El subinspector se arrastra por el asfalto en dirección al furgón, pero no llega muy lejos. De nuevo resuena la voz por los walkie talkies.

—Coche grande rueda izquierda. Coche pequeño rueda trasera.

Las detonaciones, muy seguidas, vuelven a resonar por toda la avenida Ramón y Cajal, despejando de curiosos y periodistas las inmediaciones del cordón policial. Y de molestos jubilados las terrazas. La rueda del coche revienta limpia, la del furgón, más pesado, lo hace enviando trozos de goma negra por todas partes.

—Comisaria, la sospechosa se está marchando —avisa uno de los agentes, que ve por debajo del coche patrulla cómo los pies de Lola se alejan de ellos.

—¡Deténgala! —ordena Romero.

El agente se incorpora un poco, levanta el arma.

Esta vez no hay aviso.

La bala le alcanza en el muslo izquierdo, entrando por detrás. La fuerza del impacto es brutal, quebrando su fémur en tres partes, y dispersando pequeños fragmentos de hueso en su salida. Quedan allí, blanquísimos, sobre la sangre y el asfalto, como una tirada de dados en la que la banca gana.

Cuando el sonido de la cuarta detonación se desvanece, hay un instante de silencio. Un instante congelado de quietud, que no paz. Un instante detenido de caras desencajadas, de ojos abiertos de par en par. Un instante de esa clase de miedo atónito, de soberbia abofeteada, que siente el cazador cuando se convierte en presa.

La cagamos, resume Jon.

El silencio lo desgarran los gritos del agente herido, que se agarra la pierna destrozada con ambas manos. Otro agente se acerca hacia él, se quita el cinturón, hace un torniquete en la pierna.

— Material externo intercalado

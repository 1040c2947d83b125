// File: src/repl.rs
//
// Interactive REPL (Read-Eval-Print Loop) for the Ruff programming language.
// Provides an interactive shell for executing Ruff code with features like:
// - Multi-line input support for functions, loops, and control structures
// - Command history with up/down arrow navigation
// - Line editing capabilities
// - Special commands (:help, :clear, :quit, :reset)
// - Persistent VM state across inputs

use crate::vm::VM;
use colored::Colorize;
use rustyline::error::ReadlineError;
use rustyline::DefaultEditor;

/// REPL session that maintains VM state and handles user interaction.
pub struct Repl {
    vm: VM,
    editor: DefaultEditor,
    line_no: usize,
}

impl Repl {
    /// Creates a new REPL session with a fresh VM.
    pub fn new() -> Result<Self, Box<dyn std::error::Error>> {
        let editor = DefaultEditor::new()?;
        Ok(Repl { vm: VM::new(), editor, line_no: 0 })
    }

    fn show_banner(&self) {
        println!("{}", "╔══════════════════════════════════════════════════════╗".bright_cyan());
        println!(
            "{}",
            "║            Ruff REPL - Interactive Shell             ║".bright_cyan()
        );
        println!("{}", "╚══════════════════════════════════════════════════════╝".bright_cyan());
        println!();
        println!("  {} Use {}{}{}{}",
            "Welcome!".bright_green(),
            ":".bright_blue(),
            "help".bright_yellow(),
            " for commands or ".bright_blue(),
            ":quit".bright_yellow()
        );
        println!("  {} Multi-line input: End with unclosed braces", "Tip:".bright_magenta());
        println!();
    }

    /// Starts the REPL loop.
    pub fn run(&mut self) -> Result<(), Box<dyn std::error::Error>> {
        self.show_banner();

        let mut buffer = String::new();

        loop {
            let prompt = if buffer.is_empty() {
                "ruff> ".bright_green().to_string()
            } else {
                "....> ".bright_blue().to_string()
            };

            match self.editor.readline(&prompt) {
                Ok(line) => {
                    let _ = self.editor.add_history_entry(line.as_str());

                    if buffer.is_empty() && line.trim().starts_with(':') {
                        if self.handle_command(line.trim()) {
                            continue;
                        } else {
                            break;
                        }
                    }

                    buffer.push_str(&line);
                    buffer.push('\n');

                    if is_input_complete(&buffer) {
                        self.eval_input(&buffer);
                        buffer.clear();
                    }
                }
                Err(ReadlineError::Interrupted) => {
                    println!("{}", "^C (Ctrl+C to interrupt, :quit to exit)".bright_yellow());
                    buffer.clear();
                }
                Err(ReadlineError::Eof) => {
                    println!("{}", "\nGoodbye!".bright_cyan());
                    break;
                }
                Err(err) => {
                    eprintln!("{} {}", "Error:".bright_red(), err);
                    break;
                }
            }
        }

        Ok(())
    }

    /// Handles special REPL commands starting with ':'. Returns true to
    /// continue the REPL, false to quit.
    fn handle_command(&mut self, cmd: &str) -> bool {
        match cmd {
            ":help" | ":h" => {
                self.show_help();
                true
            }
            ":quit" | ":q" | ":exit" => {
                println!("{}", "Goodbye!".bright_cyan());
                false
            }
            ":clear" | ":c" => {
                print!("\x1B[2J\x1B[1;1H");
                self.show_banner();
                true
            }
            ":reset" | ":r" => {
                self.vm = VM::new();
                self.line_no = 0;
                println!("{}", "Environment reset".bright_green());
                true
            }
            _ => {
                println!(
                    "{} Unknown command: {}. Type {}{}{}",
                    "Error:".bright_red(),
                    cmd.bright_yellow(),
                    ":".bright_blue(),
                    "help".bright_yellow(),
                    " for available commands.".bright_blue()
                );
                true
            }
        }
    }

    fn show_help(&self) {
        println!();
        println!("{}", "REPL Commands:".bright_cyan().bold());
        println!();
        println!("  {}{}  Display this help message", ":help".bright_yellow(), " or :h   ".dimmed());
        println!("  {}{}  Exit the REPL", ":quit".bright_yellow(), " or :q   ".dimmed());
        println!("  {}{}  Clear the screen", ":clear".bright_yellow(), " or :c  ".dimmed());
        println!("  {}{}  Reset environment", ":reset".bright_yellow(), " or :r  ".dimmed());
        println!();
        println!("{}", "Navigation:".bright_cyan().bold());
        println!();
        println!("  {}  Navigate command history", "↑/↓ arrows".bright_blue());
        println!("  {}  Interrupt current input", "Ctrl+C    ".bright_blue());
        println!("  {}  Exit REPL", "Ctrl+D    ".bright_blue());
        println!();
        println!("{}", "Multi-line Input:".bright_cyan().bold());
        println!();
        println!("  Leave braces, brackets, or parentheses unclosed to continue");
        println!("  on the next line. Close them to execute the statement.");
        println!();
        println!("{}", "Examples:".bright_cyan().bold());
        println!();
        println!("  {}", "ruff> i64 x = 42;".dimmed());
        println!("  {}", "ruff> print x;".dimmed());
        println!("  {}", "ruff> function greet(str name) -> str {".dimmed());
        println!("  {}", "....>     return \"Hello, \" + name;".dimmed());
        println!("  {}", "....> }".dimmed());
        println!("  {}", "ruff> print greet(\"World\");".dimmed());
        println!();
    }

    /// Compiles and runs one complete chunk of input. Output reaches the
    /// terminal through the VM's own writer (stdout); this only reports
    /// errors, since the language has no implicit last-expression echo.
    fn eval_input(&mut self, input: &str) {
        let trimmed = input.trim();
        if trimmed.is_empty() {
            return;
        }

        self.line_no += 1;
        let label = format!("<repl:{}>", self.line_no);
        if let Err(errors) = self.vm.run_source(input, Some(label)) {
            for error in &errors {
                println!("{} {}", "Error:".bright_red().bold(), error.to_string().bright_red());
            }
        }
    }
}

/// Checks whether `input`'s brackets/braces/parens are balanced and it is
/// not left inside an open string or line comment.
fn is_input_complete(input: &str) -> bool {
    let trimmed = input.trim();
    if trimmed.is_empty() {
        return true;
    }

    let mut brace_count = 0i32;
    let mut bracket_count = 0i32;
    let mut paren_count = 0i32;
    let mut in_string = false;
    let mut escape_next = false;
    let mut in_comment = false;

    for ch in trimmed.chars() {
        if in_comment {
            if ch == '\n' {
                in_comment = false;
            }
            continue;
        }

        if escape_next {
            escape_next = false;
            continue;
        }

        match ch {
            '\\' if in_string => escape_next = true,
            '"' => in_string = !in_string,
            '#' if !in_string => in_comment = true,
            '{' if !in_string => brace_count += 1,
            '}' if !in_string => brace_count -= 1,
            '[' if !in_string => bracket_count += 1,
            ']' if !in_string => bracket_count -= 1,
            '(' if !in_string => paren_count += 1,
            ')' if !in_string => paren_count -= 1,
            _ => {}
        }
    }

    !in_string && brace_count <= 0 && bracket_count <= 0 && paren_count <= 0
}

impl Default for Repl {
    fn default() -> Self {
        Self::new().expect("failed to create REPL")
    }
}

#[cfg(test)]
mod tests {
    use super::*;

    #[test]
    fn balanced_input_is_complete() {
        assert!(is_input_complete("let x := 1"));
        assert!(is_input_complete("func f() { return 1 }"));
    }

    #[test]
    fn unclosed_brace_is_incomplete() {
        assert!(!is_input_complete("func f() {"));
        assert!(!is_input_complete("if true {\n  print(1)"));
    }

    #[test]
    fn braces_inside_strings_do_not_count() {
        assert!(is_input_complete(r#"print("{ not a brace }")"#));
    }

    #[test]
    fn unclosed_string_is_incomplete() {
        assert!(!is_input_complete("let s := \"unterminated"));
    }

    #[test]
    fn line_comment_hides_delimiters() {
        assert!(is_input_complete("let x := 1 # { [ ("));
    }
}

—Tú no mueve —repite la voz por los walkie talkies.

Lola Moreno, mientras tanto, ya ha alcanzado la esquina. Cuando llega allí, se encuentra a un cámara de televisión, parapetado en la esquina con la calle Enrique del Castillo. El cámara y la reportera que le acompaña la miran fijamente. Lola alza la pistola al cielo y dispara dos veces. El cámara y la reportera huyen.

Lola también. Se mete en el parque de la Alameda y echa a correr sin mirar atrás.

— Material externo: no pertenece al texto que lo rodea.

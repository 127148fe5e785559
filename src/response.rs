//! Rendered output and the response metadata contract.
//!
//! The pipeline hands ownership of its result to the HTTP adapter
//! immediately; nothing here is cached or retained.

/// Content type for finished documents.
pub const PDF_CONTENT_TYPE: &str = "application/pdf";

/// Content type for preview markup.
pub const PREVIEW_CONTENT_TYPE: &str = "text/html";

/// Cookie set alongside every finished document. Client download tooling
/// polls for this cookie to detect that the download has completed; it is a
/// protocol contract, not an implementation detail.
pub const DOWNLOAD_COOKIE: (&str, &str) = ("fileDownload", "true");

/// The result of handling one document request.
#[derive(Debug)]
pub enum RenderedDocument {
    /// Raw rendered markup (preview mode).
    Preview(String),
    /// A finished, downloadable document.
    Document(DocumentPayload),
}

/// A finished document plus the metadata the response needs.
#[derive(Debug, Clone)]
pub struct DocumentPayload {
    pub bytes: Vec<u8>,
    /// Final filename, extension included.
    pub filename: String,
}

impl DocumentPayload {
    pub fn content_type(&self) -> &'static str {
        PDF_CONTENT_TYPE
    }

    /// The attachment disposition header value for this payload.
    pub fn content_disposition(&self) -> String {
        format!("attachment; filename=\"{}\"", self.filename)
    }
}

La cara de la comisaria Romero, mientras tanto, es pura rabia. Mejilla en al asfalto, dientes rechinando, puños apretados. Todo su autocontrol y su hieratismo están ahora dedicados a mantener el cuerpo pegado al suelo. En lugar de empuñar el arma y liarse a devolver los disparos.

—¿Cuántas balas? —le susurra Antonia, al menos la parte de ella que consigue sobresalir de su abrigo de ciento diez kilos de bilbaíno.

—¡¿Qué?!

—¿Cuántas balas tiene el cargador? —repite Antonia.

Romero se fuerza a pensar. Pero no consigue recordarlo. Los gritos de su hombre en el suelo no le dejan pensar en otra cosa. Se llama Vázquez. Tiene mujer y dos niñas. Una vez vinieron por la comisaría. A ver dónde trabajaba papá, deteniendo a los malos.

—El modelo. Dígame el modelo —insiste Antonia.

—PSG1 —dice Romero, automáticamente. Trece formularios de solicitud rellenados hacen imposible que se olvide.

—Eso son cinco. Ha disparado cuatro —dice Antonia.

Le da una patada en la espinilla a Jon, que afloja los brazos durante un instante, lo suficiente como para que Antonia se ponga en pie y ruede hacia su izquierda.

El disparo cruza el aire que ella acababa de ocupar hace un segundo, hundiéndose en la puerta del coche patrulla y abriendo un agujero perfectamente redondo en la franja gualda.

—Y cinco —dice Antonia, con un jadeo.

Romero por fin reacciona.

—¡Tiene que recargar! ¡Moveos!

Hay que correr.

Nunca había disparado antes un PSG1, pero ha estudiado su funcionamiento. Es un arma potente, diseñada por los alemanes tras la masacre de Munich para que su policía fuera capaz de eliminar a distancia a enemigos armados.

Por desgracia, se tardan varios segundos en recargarla. La mujer pequeña la ha cogido por sorpresa. No contaba con que se levantara de golpe, y su cuerpo y el entrenamiento han hecho el resto. El dedo apretó el gatillo de forma instintiva, el cargador quedó vacío.

No se molesta en cambiar el cargador del fusil. Retrocede, apartándose del borde de la azotea, agachada. Pasa por encima del cuerpo inconsciente del agente.

Conoce bien las normas. No se mata a policías. Acercarse a él fue sencillo, dejarlo fuera de combate sin causarle daños graves algo menos.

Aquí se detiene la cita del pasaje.